§ **About this exercise**
Pull every line with "only" from the data below and copy it.

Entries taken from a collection
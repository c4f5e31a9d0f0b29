//! # Supervisor: the single owner of every table, and the main loop.
//!
//! The supervisor runs on one thread and owns the service table, the
//! named-fd table, the controller endpoints, the logger, and the failsafe.
//! Nothing else mutates them. The only shared state in the process is the
//! signal ledger's atomics; the endpoint pumps are plain byte movers on the
//! other side of bounded channels.
//!
//! ## One loop iteration
//! ```text
//! now = clock.now()
//!   ├─► reap children        waitpid(WNOHANG) loop → pid index → Reaped
//!   ├─► drain signals        ledger snapshot → signal events → sigwake walk
//!   ├─► tick active services state machine per service (spawn, settle, retry)
//!   ├─► pump statedumps      one entry per controller with a live cursor
//!   ├─► advance shutdown     TERM → t1 → KILL → t2 → drain t3
//!   ├─► sweep endpoints      closed streams, watchdog-expired controllers
//!   ├─► exit?                pending exit code (or exec-on-exit replacement)
//!   └─► select!              command lines / signal notify / nearest timer
//! ```
//!
//! ## Rules
//! - The `select!` at the bottom is the only suspension point.
//! - Commands from one controller apply strictly in arrival order; events
//!   for a command reach every endpoint's queue before the next command.
//! - Delivery is lossy per endpoint (bounded queue + overflow resync), but
//!   state transitions themselves are never skipped.

use std::collections::BTreeMap;
use std::ffi::CString;
use std::os::fd::{AsRawFd, FromRawFd, OwnedFd, RawFd};
use std::sync::Arc;

use futures::future::OptionFuture;
use nix::sys::signal::{kill, killpg, Signal};
use nix::sys::socket::{self, socketpair, AddressFamily, SockFlag, SockType};
use nix::sys::wait::{waitpid, WaitPidFlag, WaitStatus};
use nix::unistd::Pid;
use tokio::sync::mpsc;

use crate::clock::{Clock, Ts};
use crate::config::Config;
use crate::controller::{dispatch, CtlId, CtlMsg, DumpCursor, Endpoint};
use crate::error::{ControlError, SupervisorError};
use crate::events::{Event, WaitRepr};
use crate::fds::FdTable;
use crate::log::Logger;
use crate::options;
use crate::scan;
use crate::service::{NixSpawner, ServiceTable, SpawnPlan, Spawner, SvcState};
use crate::shutdown::{exec_replacement, Failsafe, ShutdownSeq, ShutdownStep};
use crate::signals::{install, Sig, SignalLedger};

§ **Exercise output**
//! Nothing else mutates them. The only shared state in the process is the
//! - The `select!` at the bottom is the only suspension point.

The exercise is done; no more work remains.